The Golden Empress is an exceptional specimen of the vibrant yellow diamonds that have become a Graff speciality, so much so, says François Graff, that for a while in the 1980s and 1990s, clients referred to them as Graff diamonds. In the late 1970s and early 1980s, Laurence Graff explains, yellow diamonds were disregarded as “off colour”, pushed to one side, on to the industrial pile. Then, in New York, a diamond cutter experimented on a yellow diamond with a new “radiant” cut and, continues Graff, “brought it to show me in my hotel. I’d never seen a stone like that with such fire. I was fascinated. It was 31 carats, the first ever radiant-cut yellow diamond, and I bought it. That’s how we got into yellow diamonds.” Graff bought as many fine-quality yellows as he could – “at one time, we had the bulk of the world’s supply at our fingertips” – cutting them to his precise specifications, to bring out the colour and life. These yellow diamonds scintillate with distinctive golden warmth, making them youthful, modern, casual. They were first set into streamlined Graff jewels. Now they’re incorporated into softer, draped or fringed necklaces (price on request) of contemporary aristocratic splendour or bestselling figurative jewels, like a dragonfly brooch ( price on request).
As Graff brings the new generation forward, and as the retail empire absorbs more influences as it spreads across the globe, his original, signature, sleek, strong art-deco-inspired jewellery style is evolving into a design-driven aesthetic that is more fluid and feminine, and with more coloured gems to enhance emotion or tell a story. While Graff is proud that a wealthy client can walk into one of his boutiques and buy a multimillion-pound diamond on the spot, there is a new emphasis on entry-level jewels (from £5,000), and the designs that underline and define the brand, such as the aptly named Icon collection, with a motif in the shape of a scallop suggesting the grandeur of the Versailles court. The newest collection, Carissa (price on request) – representing a mid-range for Graff – takes inspiration from an exotic flower in the gardens of Graff’s Delaire estate in the winelands of South Africa. The jewels are sculptural, romantic, luscious, with necklaces of clustered gem-blossoms trailing diamond dewdrops.
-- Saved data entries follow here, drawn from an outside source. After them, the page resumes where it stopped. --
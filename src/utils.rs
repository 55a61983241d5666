//! Utility functions for string handling and file system checks.
//!
//! This module provides helper functions used throughout the application:
//! - String truncation for logging
//! - Whitespace collapsing for scraped text
//! - Slugification for Markdown anchors
//! - File system validation for output directories

use std::error::Error;
use std::fs as stdfs;
use tokio::fs;
use tracing::{info, instrument};

/// Truncate a string for logging purposes.
///
/// Long strings are truncated to `max` characters with an ellipsis and
/// byte count indicator appended. Truncation never splits a character.
///
/// # Examples
///
/// ```ignore
/// assert_eq!(truncate_for_log("short", 100), "short");
/// assert_eq!(truncate_for_log("a".repeat(500), 10), "aaaaaaaaaa…(+490 bytes)");
/// ```
pub fn truncate_for_log(s: &str, max: usize) -> String {
    match s.char_indices().nth(max) {
        None => s.to_string(),
        Some((cut, _)) => format!("{}…(+{} bytes)", &s[..cut], s.len() - cut),
    }
}

/// Collapse every run of whitespace into a single space and trim the ends.
///
/// Matches how browsers normalize `document.title`.
pub fn collapse_whitespace(s: &str) -> String {
    s.split_whitespace().collect::<Vec<_>>().join(" ")
}

/// Convert a title to a URL-friendly slug.
///
/// It lowercases the text, removes special characters, and replaces
/// spaces with hyphens.
///
/// # Examples
///
/// ```ignore
/// assert_eq!(slugify_title("Hello World"), "hello-world");
/// assert_eq!(slugify_title("Test-Article!"), "test-article");
/// ```
pub fn slugify_title(title: &str) -> String {
    title
        .to_lowercase()
        .replace(|c: char| !c.is_alphanumeric() && c != ' ' && c != '-', "")
        .replace(' ', "-")
}

/// Ensure a directory exists and is writable.
///
/// This function creates the directory if it doesn't exist, then performs
/// a write test by creating and immediately deleting a probe file.
///
/// # Errors
///
/// Returns an error if:
/// - The directory cannot be created
/// - The directory is not writable (permission denied, read-only filesystem, etc.)
#[instrument(level = "info", skip_all, fields(path = %path))]
pub async fn ensure_writable_dir(path: &str) -> Result<(), Box<dyn Error>> {
    fs::create_dir_all(path).await?;
    let probe_path = format!("{}/..__probe_write__", path.trim_end_matches('/'));
    match stdfs::File::create(&probe_path) {
        Ok(_) => {
            let _ = stdfs::remove_file(&probe_path);
            info!("Output directory is writable");
            Ok(())
        }
        Err(e) => Err(Box::new(e)),
    }
}

#[cfg(test)]
mod tests {
    use super::*;

    #[test]
    fn test_truncate_for_log_short_string() {
        let s = "Hello, world!";
        assert_eq!(truncate_for_log(s, 100), "Hello, world!");
    }

    #[test]
    fn test_truncate_for_log_long_string() {
        let s = "a".repeat(500);
        let result = truncate_for_log(&s, 100);
        assert!(result.starts_with(&"a".repeat(100)));
        assert!(result.contains("…(+400 bytes)"));
    }

    #[test]
    fn test_truncate_for_log_multibyte() {
        let result = truncate_for_log("ééé", 1);
        assert_eq!(result, "é…(+4 bytes)");
    }

    #[test]
    fn test_collapse_whitespace() {
        assert_eq!(collapse_whitespace("  APOD:\n  2023 \t January  "), "APOD: 2023 January");
        assert_eq!(collapse_whitespace(" \n "), "");
    }

    #[test]
    fn test_slugify_title() {
        assert_eq!(slugify_title("Hello World"), "hello-world");
        assert_eq!(slugify_title("Test-Article!"), "test-article");
        assert_eq!(slugify_title("M31: The Andromeda Galaxy"), "m31-the-andromeda-galaxy");
    }

    #[tokio::test]
    async fn test_ensure_writable_dir_creates_directory() {
        let dir = std::env::temp_dir().join(format!("apod_gallery_probe_{}", std::process::id()));
        let path = dir.to_string_lossy().to_string();

        ensure_writable_dir(&path).await.unwrap();
        assert!(dir.is_dir());

        let _ = std::fs::remove_dir_all(&dir);
    }
}
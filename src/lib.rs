//! Cutiscura: dashboard, product catalog, skin quiz and appointments for a
//! skincare practice, rendered server-side.

pub mod app;
pub mod appointments;
pub mod auth;
pub mod config;
pub mod dashboard;
pub mod error;
pub mod products;
pub mod quiz;
pub mod state;
pub mod store;
pub mod views;

pub use app::build_app;
pub use config::AppConfig;
pub use state::AppState;
pub use store::{MemoryStore, PgStore, Store};
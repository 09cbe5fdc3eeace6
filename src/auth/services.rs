use axum::extract::FromRef;
use jsonwebtoken::{decode, encode, DecodingKey, EncodingKey, Header, Validation};
use time::{Duration, OffsetDateTime};
use tower_cookies::{cookie::SameSite, Cookie, Cookies};
use tracing::{debug, warn};
use uuid::Uuid;

use crate::auth::claims::SessionClaims;
use crate::config::SessionConfig;
use crate::state::AppState;

pub const SESSION_COOKIE: &str = "cutiscura_session";

/// Signs and verifies the token stored in the session cookie.
#[derive(Clone)]
pub struct SessionKeys {
    encoding: EncodingKey,
    decoding: DecodingKey,
    issuer: String,
    ttl: Duration,
}

impl SessionKeys {
    pub fn new(config: &SessionConfig) -> Self {
        Self {
            encoding: EncodingKey::from_secret(config.secret.as_bytes()),
            decoding: DecodingKey::from_secret(config.secret.as_bytes()),
            issuer: config.issuer.clone(),
            ttl: Duration::minutes(config.ttl_minutes),
        }
    }

    pub fn ttl(&self) -> Duration {
        self.ttl
    }

    pub fn sign(&self, session_id: Uuid) -> anyhow::Result<String> {
        let now = OffsetDateTime::now_utc();
        let exp = now + self.ttl;
        let claims = SessionClaims {
            sid: session_id,
            iat: now.unix_timestamp() as usize,
            exp: exp.unix_timestamp() as usize,
            iss: self.issuer.clone(),
        };
        let token = encode(&Header::default(), &claims, &self.encoding)?;
        debug!(session_id = %session_id, "session token signed");
        Ok(token)
    }

    pub fn verify(&self, token: &str) -> anyhow::Result<SessionClaims> {
        let mut validation = Validation::default();
        validation.set_issuer(std::slice::from_ref(&self.issuer));
        let data = decode::<SessionClaims>(token, &self.decoding, &validation)?;
        Ok(data.claims)
    }
}

impl FromRef<AppState> for SessionKeys {
    fn from_ref(state: &AppState) -> Self {
        SessionKeys::new(&state.config.session)
    }
}

/// Session id named by the request's cookie, if the token is valid.
pub fn session_id_from_cookies(cookies: &Cookies, keys: &SessionKeys) -> Option<Uuid> {
    let cookie = cookies.get(SESSION_COOKIE)?;
    match keys.verify(cookie.value()) {
        Ok(claims) => Some(claims.sid),
        Err(e) => {
            warn!(error = %e, "invalid or expired session token");
            None
        }
    }
}

pub fn set_session_cookie(cookies: &Cookies, token: String, ttl: Duration) {
    let cookie = Cookie::build((SESSION_COOKIE, token))
        .path("/")
        .http_only(true)
        .same_site(SameSite::Lax)
        .max_age(ttl)
        .build();
    cookies.add(cookie);
}

pub fn clear_session_cookie(cookies: &Cookies) {
    let cookie = Cookie::build((SESSION_COOKIE, ""))
        .path("/")
        .http_only(true)
        .max_age(Duration::ZERO)
        .build();
    cookies.add(cookie);
}

#[cfg(test)]
mod tests {
    use super::*;

    fn config(secret: &str, issuer: &str) -> SessionConfig {
        SessionConfig {
            secret: secret.into(),
            issuer: issuer.into(),
            ttl_minutes: 480,
        }
    }

    #[test]
    fn sign_and_verify_session_token() {
        let keys = SessionKeys::new(&config("test-secret", "cutiscura"));
        let sid = Uuid::new_v4();
        let token = keys.sign(sid).expect("sign");
        let claims = keys.verify(&token).expect("verify");
        assert_eq!(claims.sid, sid);
        assert_eq!(claims.iss, "cutiscura");
        assert_eq!(claims.exp - claims.iat, 8 * 60 * 60);
    }

    #[test]
    fn verify_rejects_foreign_secret() {
        let ours = SessionKeys::new(&config("test-secret", "cutiscura"));
        let theirs = SessionKeys::new(&config("other-secret", "cutiscura"));
        let token = theirs.sign(Uuid::new_v4()).expect("sign");
        assert!(ours.verify(&token).is_err());
    }

    #[test]
    fn verify_rejects_wrong_issuer() {
        let ours = SessionKeys::new(&config("test-secret", "cutiscura"));
        let theirs = SessionKeys::new(&config("test-secret", "elsewhere"));
        let token = theirs.sign(Uuid::new_v4()).expect("sign");
        assert!(ours.verify(&token).is_err());
    }

    #[test]
    fn verify_rejects_garbage() {
        let keys = SessionKeys::new(&config("test-secret", "cutiscura"));
        assert!(keys.verify("not.a.token").is_err());
    }
}
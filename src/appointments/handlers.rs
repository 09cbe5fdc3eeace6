use axum::{extract::State, response::Html};
use tracing::{error, instrument};

use super::dto::{AppointmentView, AppointmentsPage};
use crate::{
    auth::extractors::CurrentUser, error::AppError, state::AppState, store::NamedRef,
    views::render,
};

#[instrument(skip_all)]
pub async fn list_appointments(
    State(state): State<AppState>,
    CurrentUser(current_user): CurrentUser,
) -> Result<Html<String>, AppError> {
    let page = match load(&state).await {
        Ok((appointments, users, derms)) => AppointmentsPage {
            title: "Appointments",
            current_user,
            appointments,
            users,
            derms,
            message: None,
        },
        Err(e) => {
            error!(error = %e, "loading appointments failed");
            AppointmentsPage {
                title: "Appointments",
                current_user,
                appointments: Vec::new(),
                users: Vec::new(),
                derms: Vec::new(),
                message: Some("Unable to load appointments right now."),
            }
        }
    };
    render(&page)
}

async fn load(
    state: &AppState,
) -> anyhow::Result<(Vec<AppointmentView>, Vec<NamedRef>, Vec<NamedRef>)> {
    let appointments = state.store.appointments().await?;
    let users = state.store.user_directory().await?;
    let derms = state.store.dermatologists().await?;
    Ok((
        appointments.into_iter().map(AppointmentView::from).collect(),
        users,
        derms,
    ))
}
Alongside his passion for diamonds, Graff has become one of the world’s leading art collectors, focusing on 20th-century masters, including Picasso, Calder, Fontana, Lichtenstein, Warhol, Basquiat and Bacon, and is on the board of several major museums. He regards the perfectly cut, sublimely proportioned D Flawless diamond (the top grading classification) of significant size (increasingly rare) as a true work of art, totally unique, singular in character, limited by nature, rarer in most cases than works by a particular artist of which there might be several or many, especially, he says, in the case of contemporary artworks. He will continue to chase a precious rarity, scouring the world for the best gems “24 hours a day, seven days a week”. Before I leave the Gstaad chalet, Graff shows me around his stellar art collection, explaining that in this, as in gemology and business, he is self-taught, continually refining his knowledge and eye. As I say goodbye, Laurence Graff, his extraordinary life retraced, his passions picked over, seems to have something on his mind. “Oh and this new book,” he says, without a trace of irony, “I want it to be a bestseller. It has to be the best.”